======== Data for processing

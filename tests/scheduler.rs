//! Integration tests for the court/time slot scheduler.

use chrono::NaiveTime;
use court_planner::{
    knockout_matches, round_robin_matches, schedule, tier, GameMatch, MatchCategory, Participant,
    ScheduleConfig, ScheduleOutput, SchedulingInput, Team,
};
use std::collections::HashMap;

fn config(num_courts: usize, points_per_matchup: usize, total_slots: usize) -> ScheduleConfig {
    ScheduleConfig {
        num_courts,
        slot_minutes: 15,
        points_per_matchup,
        total_slots,
        window_start: NaiveTime::from_hms_opt(10, 0, 0).unwrap(),
    }
}

fn rr(a: &str, b: &str) -> GameMatch {
    GameMatch::new(
        MatchCategory::RoundRobin,
        "Group A",
        Participant::team(a),
        Participant::team(b),
        "Group A round robin",
    )
}

fn semi(a: &str, b: &str) -> GameMatch {
    GameMatch::new(
        MatchCategory::WinnersSemiFinal,
        "Knockout",
        Participant::placeholder(a),
        Participant::placeholder(b),
        "Semifinal",
    )
}

fn group(names: &[&str], level: &str) -> Vec<Team> {
    names.iter().map(|n| Team::in_group(*n, level)).collect()
}

fn run(matches: Vec<GameMatch>, config: ScheduleConfig) -> (SchedulingInput, ScheduleOutput) {
    let input = SchedulingInput { matches, config };
    let output = schedule(&input);
    (input, output)
}

/// Checks every structural guarantee of a schedule against its input.
fn assert_invariants(input: &SchedulingInput, output: &ScheduleOutput) {
    let duration = input.config.points_per_matchup;

    // Numbering is 1..K in (start_row, court) order.
    for (i, m) in output.scheduled.iter().enumerate() {
        assert_eq!(m.match_no as usize, i + 1);
        assert_eq!(m.end_row - m.start_row, duration);
        assert!(m.end_row <= input.config.total_slots);
        assert!(m.court_index < input.config.num_courts);
    }
    for pair in output.scheduled.windows(2) {
        assert!((pair[0].start_row, pair[0].court_index) < (pair[1].start_row, pair[1].court_index));
    }

    // No team plays twice at once; no court holds two matches at once.
    for (i, a) in output.scheduled.iter().enumerate() {
        for b in &output.scheduled[i + 1..] {
            if !a.overlaps(b) {
                continue;
            }
            assert_ne!(a.court_index, b.court_index, "court double-booked");
            for id in a.game.identities() {
                if !id.is_empty() {
                    assert!(!b.game.identities().contains(&id), "{} double-booked", id);
                }
            }
        }
    }

    // Each match fills exactly its own run of cells in one column.
    let mut cell_counts: HashMap<u32, usize> = HashMap::new();
    for (row, cells) in output.grid.rows().iter().enumerate() {
        for (court, cell) in cells.iter().enumerate() {
            if let Some(no) = cell {
                let m = output.by_number(*no).expect("grid references a scheduled match");
                assert_eq!(m.court_index, court);
                assert!(m.start_row <= row && row < m.end_row);
                *cell_counts.entry(*no).or_default() += 1;
            }
        }
    }
    for m in &output.scheduled {
        assert_eq!(cell_counts.get(&m.match_no), Some(&duration));
    }

    // scheduled + unscheduled is the input multiset.
    let mut counts: HashMap<&GameMatch, i64> = HashMap::new();
    for m in &input.matches {
        *counts.entry(m).or_default() += 1;
    }
    for m in output.scheduled.iter().map(|s| &s.game).chain(&output.unscheduled) {
        *counts.entry(m).or_default() -= 1;
    }
    assert!(counts.values().all(|&c| c == 0));
}

#[test]
fn four_team_group_fills_two_courts_every_five_slots() {
    let teams = group(&["T1", "T2", "T3", "T4"], "Group A");
    let (input, output) = run(round_robin_matches(&teams), config(2, 5, 20));
    assert_invariants(&input, &output);

    assert!(output.unscheduled.is_empty());
    let placed: Vec<(u32, usize, usize, &str, &str, &str)> = output
        .scheduled
        .iter()
        .map(|m| {
            (
                m.match_no,
                m.start_row,
                m.court_index,
                m.start_time.as_str(),
                m.game.team_a.identity(),
                m.game.team_b.identity(),
            )
        })
        .collect();
    assert_eq!(
        placed,
        vec![
            (1, 0, 0, "10:00", "T1", "T2"),
            (2, 0, 1, "10:00", "T3", "T4"),
            (3, 5, 0, "11:15", "T1", "T3"),
            (4, 5, 1, "11:15", "T2", "T4"),
            (5, 10, 0, "12:30", "T1", "T4"),
            (6, 10, 1, "12:30", "T2", "T3"),
        ]
    );
    assert_eq!(output.grid.get(4, 1), Some(2));
    assert_eq!(output.grid.get(15, 0), None);
}

#[test]
fn full_tournament_keeps_phase_order() {
    let mut teams = group(&["A1", "A2", "A3", "A4"], "Group A");
    teams.extend(group(&["B1", "B2", "B3", "B4"], "Group B"));
    let mut matches = round_robin_matches(&teams);
    matches.extend(knockout_matches("Group A", "Group B", true));
    let (input, output) = run(matches, config(3, 5, 28));
    assert_invariants(&input, &output);

    for a in &output.scheduled {
        for b in &output.scheduled {
            if a.tier < b.tier {
                assert!(a.start_row <= b.start_row, "tier {} started after tier {}", a.tier, b.tier);
            }
        }
    }
    // Anything left over is from a phase no earlier than anything placed.
    let max_placed = output.scheduled.iter().map(|m| m.tier).max().unwrap_or(0);
    for m in &output.unscheduled {
        assert!(tier(m) >= max_placed);
    }
}

#[test]
fn later_phase_backfills_the_row_where_earlier_phase_ends() {
    let matches = vec![rr("A", "B"), semi("X1", "Y2"), semi("Y1", "X2")];
    let (input, output) = run(matches, config(3, 2, 4));
    assert_invariants(&input, &output);

    let rows: Vec<(u32, usize, u8)> = output
        .scheduled
        .iter()
        .map(|m| (m.match_no, m.start_row, m.tier))
        .collect();
    // The round robin match is still being played on court 1 while both semifinals start.
    assert_eq!(rows, vec![(1, 0, 0), (2, 0, 1), (3, 0, 1)]);
}

#[test]
fn blocked_phase_idles_courts_until_it_can_finish() {
    let matches = vec![rr("A", "B"), rr("A", "C"), semi("X1", "Y2")];
    let (input, output) = run(matches, config(2, 2, 4));
    assert_invariants(&input, &output);

    let rows: Vec<(u32, usize, usize, u8)> = output
        .scheduled
        .iter()
        .map(|m| (m.match_no, m.start_row, m.court_index, m.tier))
        .collect();
    // Court 2 stays empty at rows 0-1: A-C waits for A and the semifinal waits for A-C.
    assert_eq!(rows, vec![(1, 0, 0, 0), (2, 2, 0, 0), (3, 2, 1, 1)]);
    assert_eq!(output.grid.get(0, 1), None);
    assert_eq!(output.grid.get(1, 1), None);
}

#[test]
fn leftover_matches_are_reported_in_input_order() {
    let matches = vec![rr("A", "B"), rr("C", "D"), rr("E", "F"), rr("G", "H")];
    let (input, output) = run(matches.clone(), config(1, 2, 5));
    assert_invariants(&input, &output);

    assert_eq!(output.scheduled.len(), 2);
    assert_eq!(output.scheduled[1].start_row, 2);
    assert_eq!(output.unscheduled, vec![matches[2].clone(), matches[3].clone()]);
}

#[test]
fn degenerate_configs_schedule_nothing() {
    let matches = vec![rr("A", "B"), semi("X", "Y")];
    for cfg in [config(2, 5, 0), config(0, 5, 20), config(2, 6, 5), config(2, 0, 20)] {
        let (input, output) = run(matches.clone(), cfg);
        assert!(output.scheduled.is_empty());
        assert_eq!(output.unscheduled, input.matches);
        assert!(output.grid.is_empty());
        assert_eq!(output.grid.num_rows(), cfg.total_slots);
    }
}

#[test]
fn empty_team_names_never_block() {
    let matches = vec![rr("", "X"), rr("", "Y")];
    let (input, output) = run(matches, config(2, 3, 3));
    assert_invariants(&input, &output);
    assert_eq!(output.scheduled.len(), 2);
    assert!(output.scheduled.iter().all(|m| m.start_row == 0));
}

#[test]
fn placeholder_and_team_with_same_label_share_availability() {
    let a = GameMatch::new(
        MatchCategory::Other,
        "Knockout",
        Participant::team("Group A champion"),
        Participant::team("Z"),
        "Exhibition",
    );
    let b = semi("Group A champion", "Group B runner-up");
    let (input, output) = run(vec![a, b], config(2, 2, 4));
    assert_invariants(&input, &output);
    assert_eq!(output.scheduled[1].start_row, 2);
}

#[test]
fn same_input_gives_identical_output() {
    let mut teams = group(&["A1", "A2", "A3", "A4", "A5"], "Group A");
    teams.extend(group(&["B1", "B2", "B3"], "Group B"));
    let mut matches = round_robin_matches(&teams);
    matches.extend(knockout_matches("Group A", "Group B", true));
    let input = SchedulingInput {
        matches,
        config: config(4, 3, 30),
    };

    let first = schedule(&input);
    let second = schedule(&input);
    assert_eq!(first, second);
    assert_eq!(
        serde_json::to_string(&first).unwrap(),
        serde_json::to_string(&second).unwrap()
    );
}

#[test]
fn start_times_wrap_past_midnight() {
    let cfg = ScheduleConfig {
        window_start: NaiveTime::from_hms_opt(23, 30, 0).unwrap(),
        ..config(1, 1, 8)
    };
    assert_eq!(cfg.slot_label(0), "23:30");
    assert_eq!(cfg.slot_label(4), "00:30");
    assert_eq!(cfg.slot_label(96), "23:30");

    let long_slots = ScheduleConfig { slot_minutes: u32::MAX, ..cfg };
    assert_eq!(long_slots.slot_label(usize::MAX).len(), 5);
}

================

### Task
Working through the records above, copy each line in which "tier" is found.

### Written answer
    knockout_matches, round_robin_matches, schedule, tier, GameMatch, MatchCategory, Participant,
            if a.tier < b.tier {
                assert!(a.start_row <= b.start_row, "tier {} started after tier {}", a.tier, b.tier);
    let max_placed = output.scheduled.iter().map(|m| m.tier).max().unwrap_or(0);
        assert!(tier(m) >= max_placed);
        .map(|m| (m.match_no, m.start_row, m.tier))
        .map(|m| (m.match_no, m.start_row, m.court_index, m.tier))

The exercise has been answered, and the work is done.